Even before major legislation that would set a timeline for the closure of all of Virginia’s coal plants clears the General Assembly, two coal-burning facilities in Chesterfield and King George have announced retirements.
On Feb. 20, Dominion Energy notified PJM, the regional electric grid operator from which Virginia gets its energy, that it plans to deactivate its two remaining coal units at the Chesterfield Power Station, once the largest fossil-fuel fired power plant in Virginia.
The same week, as first reported by the Free Lance-Star, Birchwood Power Partners also announced plans to close its King George facility, which has been producing energy for Dominion under a power purchase agreement since 1996.
The plant is slated to close in February 2021.
A spokesperson for Birchwood Power Partners, which is owned equally by GE Power and JPower USA, attributed the facility’s closure to “market trends and facility economics.”
Coal, long one of Virginia’s most important resources, has declined precipitously from its peak in 1990, when 46.6 million short tons of the fossil fuel were mined in the commonwealth.
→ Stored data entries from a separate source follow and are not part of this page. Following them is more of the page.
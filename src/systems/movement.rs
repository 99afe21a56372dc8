use bevy_ecs::prelude::*;

use crate::components::mapposition::MapPosition;
use crate::components::rigidbody::RigidBody;
use crate::resources::worldtime::WorldTime;

/// Integrate velocity into position; frozen bodies stay put.
pub fn movement_system(mut query: Query<(&mut MapPosition, &RigidBody)>, time: Res<WorldTime>) {
    let dt = time.delta;
    for (mut position, rigidbody) in query.iter_mut() {
        if rigidbody.frozen {
            continue;
        }
        position.x += rigidbody.velocity_x * dt;
        position.y += rigidbody.velocity_y * dt;
    }
}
As the domestic fracking boom drove down natural gas prices, energy producers increasingly opted for gas over coal, setting off a slow wave of coal plant closures that eventually coincided with pressure from the public to wean the electric grid off carbon-intensive coal.
In 2018, according to data from the state Department of Mines, Minerals and Energy, only 13 million tons of coal were produced in Virginia.
Dominion has considered closing its two remaining coal units at Chesterfield for some time, including the possibility in several scenarios of its original 2018 Integrated Resource Plan. And under the Virginia Clean Economy Act currently working its way through the General Assembly — legislation supported by Dominion — the utility would be required to retire all of its coal-fired facilities by Dec. 31, 2024. (The co-fired biomass and coal Virginia City Hybrid Energy Center in Wise County would have until Dec. 31, 2030 to close.)
Combined, the Chesterfield and Birchwood retirements will take more than 1.2 gigawatts of coal-fired energy offline.
Chesterfield Power Station also operates two natural gas units that have not been slated for retirement.